**Records shown:**
============
//! A filesystem backed store of releases
//!
//! The project directory holds `config.toml` and a `releases/` tree with one
//! subdirectory per version and a flat `archive/` of retired requirements.
//! Every requirement is a single YAML record named after its key.

use std::{
    collections::BTreeMap,
    ffi::OsStr,
    io,
    path::{Path, PathBuf},
};

use tracing::instrument;
use walkdir::WalkDir;

use crate::{
    domain::{Config, ConfigError, Release, Requirement, fingerprint, key::is_valid_key},
    storage::record::{RecordError, RecordFile},
};

const CONFIG_FILE: &str = "config.toml";
const RELEASES_DIR: &str = "releases";
const ARCHIVE_DIR: &str = "archive";
const RECORD_EXTENSION: &str = "yaml";

/// Errors raised by the release store.
#[derive(Debug, thiserror::Error)]
pub enum ReleaseError {
    /// No current release version is configured.
    #[error("no release version is set; create a release first")]
    NoReleaseVersionSet,

    /// The requested version is unknown or missing from disk.
    #[error("release '{0}' not found")]
    ReleaseNotFound(String),

    /// The target release directory already exists.
    #[error("release '{0}' already exists")]
    ReleaseAlreadyExists(String),

    /// The version label cannot name a release directory.
    #[error("invalid release version '{0}'")]
    InvalidReleaseVersion(String),

    /// The requirement key cannot name a record file.
    #[error("invalid requirement key '{0}'")]
    InvalidRecordKey(String),

    /// The current release is already frozen.
    #[error("release '{0}' is already frozen")]
    AlreadyFrozen(String),

    /// The requirement set of a frozen release no longer matches its stored
    /// fingerprint.
    #[error(
        "frozen release integrity violation: expected fingerprint {expected}, found {actual}"
    )]
    FrozenReleaseIntegrityViolation {
        /// The fingerprint recorded when the release was frozen.
        expected: String,
        /// The fingerprint of the candidate requirement set.
        actual: String,
    },

    /// A filesystem error occurred.
    #[error(transparent)]
    Io(#[from] io::Error),

    /// A record file could not be read or written.
    #[error("record '{path}': {source}")]
    Record {
        /// Path of the offending record.
        path: PathBuf,
        /// The underlying error.
        source: RecordError,
    },

    /// The configuration file could not be read or written.
    #[error(transparent)]
    Config(#[from] ConfigError),
}

/// Versioned storage for release working sets.
#[derive(Debug, Clone)]
pub struct ReleaseStore {
    root: PathBuf,
    config: Config,
}

impl ReleaseStore {
    /// Opens the store in the project directory `root`.
    ///
    /// # Errors
    ///
    /// Returns an error if the configuration file cannot be read.
    pub fn open(root: impl Into<PathBuf>) -> Result<Self, ReleaseError> {
        let root = root.into();
        let config = Config::load(&root.join(CONFIG_FILE))?;
        Ok(Self { root, config })
    }

    /// Creates a new project directory at `root` with the given configuration.
    ///
    /// An existing configuration file is overwritten.
    ///
    /// # Errors
    ///
    /// Returns an error if the directory or configuration file cannot be
    /// written.
    pub fn init(root: impl Into<PathBuf>, config: Config) -> Result<Self, ReleaseError> {
        let root = root.into();
        std::fs::create_dir_all(root.join(RELEASES_DIR))?;
        let store = Self { root, config };
        store.save_config()?;
        Ok(store)
    }

    /// The project directory.
    #[must_use]
    pub fn root(&self) -> &Path {
        &self.root
    }

    /// The loaded configuration.
    #[must_use]
    pub const fn config(&self) -> &Config {
        &self.config
    }

    /// Mutable access to the configuration. Call [`Self::save_config`] to
    /// persist changes.
    pub const fn config_mut(&mut self) -> &mut Config {
        &mut self.config
    }

    /// Writes the configuration back to `config.toml`.
    ///
    /// # Errors
    ///
    /// Returns an error if the file cannot be written.
    pub fn save_config(&self) -> Result<(), ReleaseError> {
        self.config.save(&self.root.join(CONFIG_FILE))?;
        Ok(())
    }

    /// Directory holding every release.
    #[must_use]
    pub fn releases_directory(&self) -> PathBuf {
        self.root.join(RELEASES_DIR)
    }

    /// Directory holding the records of `version`.
    ///
    /// Dots in the version label are replaced with underscores.
    #[must_use]
    pub fn release_directory(&self, version: &str) -> PathBuf {
        self.releases_directory().join(version.replace('.', "_"))
    }

    /// Directory holding archived records.
    #[must_use]
    pub fn archive_directory(&self) -> PathBuf {
        self.releases_directory().join(ARCHIVE_DIR)
    }

    fn current(&self) -> Result<&str, ReleaseError> {
        self.config.current().ok_or(ReleaseError::NoReleaseVersionSet)
    }

    /// Loads the current release.
    ///
    /// # Errors
    ///
    /// Returns [`ReleaseError::NoReleaseVersionSet`] if no version is current,
    /// or any error from [`Self::load_version`].
    pub fn load(&self) -> Result<Release, ReleaseError> {
        let current = self.current()?.to_string();
        self.load_version(&current)
    }

    /// Loads a known release and the shared archive.
    ///
    /// # Errors
    ///
    /// Returns [`ReleaseError::ReleaseNotFound`] if `version` is not a known
    /// release or its directory is missing, and an error if a record cannot
    /// be read.
    #[instrument(skip(self))]
    pub fn load_version(&self, version: &str) -> Result<Release, ReleaseError> {
        validate_version(version)?;
        let directory = self.release_directory(version);
        if !self.config.has_release(version) || !directory.is_dir() {
            return Err(ReleaseError::ReleaseNotFound(version.to_string()));
        }

        let requirements = load_records(&directory)?;
        let archive = load_records(&self.archive_directory())?;
        tracing::debug!(
            requirements = requirements.len(),
            archived = archive.len(),
            "loaded release"
        );

        Ok(Release {
            name: self.config.name.clone(),
            version: version.to_string(),
            requirements,
            archive,
        })
    }

    /// Persists a release.
    ///
    /// Requirements marked for deletion have their record removed instead of
    /// written. Archived requirements are written to the archive directory.
    ///
    /// # Errors
    ///
    /// Returns an error if a record cannot be written or removed.
    #[instrument(skip_all, fields(version = %release.version))]
    pub fn save(&self, release: &Release) -> Result<(), ReleaseError> {
        let directory = self.release_directory(&release.version);
        std::fs::create_dir_all(&directory)?;

        for requirement in release.requirements.values() {
            let path = record_path(&directory, requirement.key())?;
            if requirement.is_marked_for_deletion() {
                match std::fs::remove_file(&path) {
                    Ok(()) => tracing::debug!(key = requirement.key(), "removed record"),
                    Err(e) if e.kind() == io::ErrorKind::NotFound => {}
                    Err(e) => return Err(e.into()),
                }
            } else {
                save_record(&path, requirement)?;
            }
        }

        self.archive(release.archive.values())
    }

    /// Writes requirements into the archive.
    ///
    /// # Errors
    ///
    /// Returns an error if a record cannot be written.
    pub fn archive<'a, I>(&self, requirements: I) -> Result<(), ReleaseError>
    where
        I: IntoIterator<Item = &'a Requirement>,
    {
        let directory = self.archive_directory();
        for requirement in requirements {
            save_record(&record_path(&directory, requirement.key())?, requirement)?;
        }
        Ok(())
    }

    /// Checks that a release `version` may be created.
    ///
    /// # Errors
    ///
    /// Returns [`ReleaseError::InvalidReleaseVersion`] if the label would not
    /// name a directory directly under [`Self::releases_directory`], and
    /// [`ReleaseError::ReleaseAlreadyExists`] if its directory exists and
    /// `force` is not set.
    pub fn check_new_version(&self, version: &str, force: bool) -> Result<(), ReleaseError> {
        validate_version(version)?;
        if !force && self.release_directory(version).exists() {
            return Err(ReleaseError::ReleaseAlreadyExists(version.to_string()));
        }
        Ok(())
    }

    /// Creates release `version` from the current release and makes it current.
    ///
    /// Every live requirement is carried over as `STABLE`. Deleted
    /// requirements move into the archive; requirements marked for deletion
    /// are dropped.
    ///
    /// # Errors
    ///
    /// Returns [`ReleaseError::ReleaseAlreadyExists`] if the target exists and
    /// `force` is not set, or an error if the current release cannot be loaded
    /// or the new one cannot be written.
    #[instrument(skip(self))]
    pub fn create(&mut self, version: &str, force: bool) -> Result<Release, ReleaseError> {
        self.check_new_version(version, force)?;

        let previous = self.config.current().map(|_| self.load()).transpose()?;

        let directory = self.release_directory(version);
        if directory.exists() {
            tracing::warn!(path = %directory.display(), "replacing existing release");
            std::fs::remove_dir_all(&directory)?;
        }

        let mut release = Release::new(self.config.name.clone(), version);
        match previous {
            // recreating the current release keeps its working set as is
            Some(previous) if previous.version == version => {
                release.requirements = previous.requirements;
                release.archive = previous.archive;
            }
            Some(previous) => {
                release.archive = previous.archive;
                for (key, mut requirement) in previous.requirements {
                    if requirement.is_marked_for_deletion() {
                        continue;
                    }
                    if requirement.is_deleted() {
                        release.archive.insert(key, requirement);
                    } else {
                        requirement.mark_stable();
                        release.requirements.insert(key, requirement);
                    }
                }
            }
            None => {}
        }

        self.save(&release)?;
        self.config.add_release(version);
        self.config.set_current(version);
        self.save_config()?;

        tracing::info!(
            version,
            requirements = release.requirements.len(),
            archived = release.archive.len(),
            "created release"
        );
        Ok(release)
    }

    /// Whether the current release is frozen.
    #[must_use]
    pub fn is_frozen(&self) -> bool {
        self.config.current().is_some() && self.config.frozen_version() == self.config.current()
    }

    /// Freezes the current release, recording its fingerprint.
    ///
    /// # Errors
    ///
    /// Returns [`ReleaseError::NoReleaseVersionSet`] without a current
    /// release, [`ReleaseError::ReleaseNotFound`] if it is not on disk, and
    /// [`ReleaseError::AlreadyFrozen`] if it is already frozen.
    #[instrument(skip(self))]
    pub fn freeze(&mut self) -> Result<String, ReleaseError> {
        let current = self.current()?.to_string();
        if self.is_frozen() {
            return Err(ReleaseError::AlreadyFrozen(current));
        }

        let release = self.load_version(&current)?;
        let hash = release.fingerprint();
        self.config.set_frozen(current.as_str(), hash.as_str());
        self.save_config()?;

        tracing::info!(version = %current, %hash, "froze release");
        Ok(hash)
    }

    /// Unfreezes the current release. Does nothing if it is not frozen.
    ///
    /// # Errors
    ///
    /// Returns an error if the configuration cannot be written.
    pub fn unfreeze(&mut self) -> Result<(), ReleaseError> {
        if self.is_frozen() {
            self.config.clear_frozen();
            self.save_config()?;
            tracing::info!("unfroze release");
        }
        Ok(())
    }

    /// Checks a candidate requirement set against the frozen fingerprint.
    ///
    /// Requirements marked for deletion are not part of the release and are
    /// skipped. Succeeds trivially if the current release is not frozen.
    ///
    /// # Errors
    ///
    /// Returns [`ReleaseError::FrozenReleaseIntegrityViolation`] on mismatch.
    pub fn verify_release_integrity<'a, I>(&self, candidates: I) -> Result<(), ReleaseError>
    where
        I: IntoIterator<Item = &'a Requirement>,
    {
        let Some(expected) = self.config.frozen_hash().filter(|_| self.is_frozen()) else {
            return Ok(());
        };

        let actual = fingerprint::build_release_fingerprint(
            candidates
                .into_iter()
                .filter(|requirement| !requirement.is_marked_for_deletion()),
        );

        if actual == expected {
            Ok(())
        } else {
            Err(ReleaseError::FrozenReleaseIntegrityViolation {
                expected: expected.to_string(),
                actual,
            })
        }
    }
}

/// Release labels become a single directory name under `releases/`.
fn validate_version(version: &str) -> Result<(), ReleaseError> {
    let invalid = version.trim().is_empty()
        || version.replace('.', "_").eq_ignore_ascii_case(ARCHIVE_DIR)
        || version
            .chars()
            .any(|c| matches!(c, '/' | '\\' | ':') || c.is_control());
    if invalid {
        return Err(ReleaseError::InvalidReleaseVersion(version.to_string()));
    }
    Ok(())
}

fn record_path(directory: &Path, key: &str) -> Result<PathBuf, ReleaseError> {
    if !is_valid_key(key) {
        return Err(ReleaseError::InvalidRecordKey(key.to_string()));
    }
    Ok(directory.join(format!("{key}.{RECORD_EXTENSION}")))
}

fn save_record(path: &Path, requirement: &Requirement) -> Result<(), ReleaseError> {
    RecordFile::from(requirement.clone())
        .save(path)
        .map_err(|source| ReleaseError::Record {
            path: path.to_path_buf(),
            source,
        })
}

fn load_records(directory: &Path) -> Result<BTreeMap<String, Requirement>, ReleaseError> {
    let mut records = BTreeMap::new();
    if !directory.is_dir() {
        return Ok(records);
    }

    let paths = WalkDir::new(directory)
        .min_depth(1)
        .max_depth(1)
        .sort_by_file_name()
        .into_iter()
        .filter_map(Result::ok)
        .filter(|entry| entry.file_type().is_file())
        .filter(|entry| entry.path().extension() == Some(OsStr::new(RECORD_EXTENSION)))
        .map(walkdir::DirEntry::into_path);

    for path in paths {
        let record = RecordFile::load(&path).map_err(|source| ReleaseError::Record {
            path: path.clone(),
            source,
        })?;
        let requirement = Requirement::from(record);
        records.insert(requirement.key().to_string(), requirement);
    }
    Ok(records)
}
============
**What is needed:**
Please say how many lines in the entries hold the string "values". Give only the number.

**Response:**
2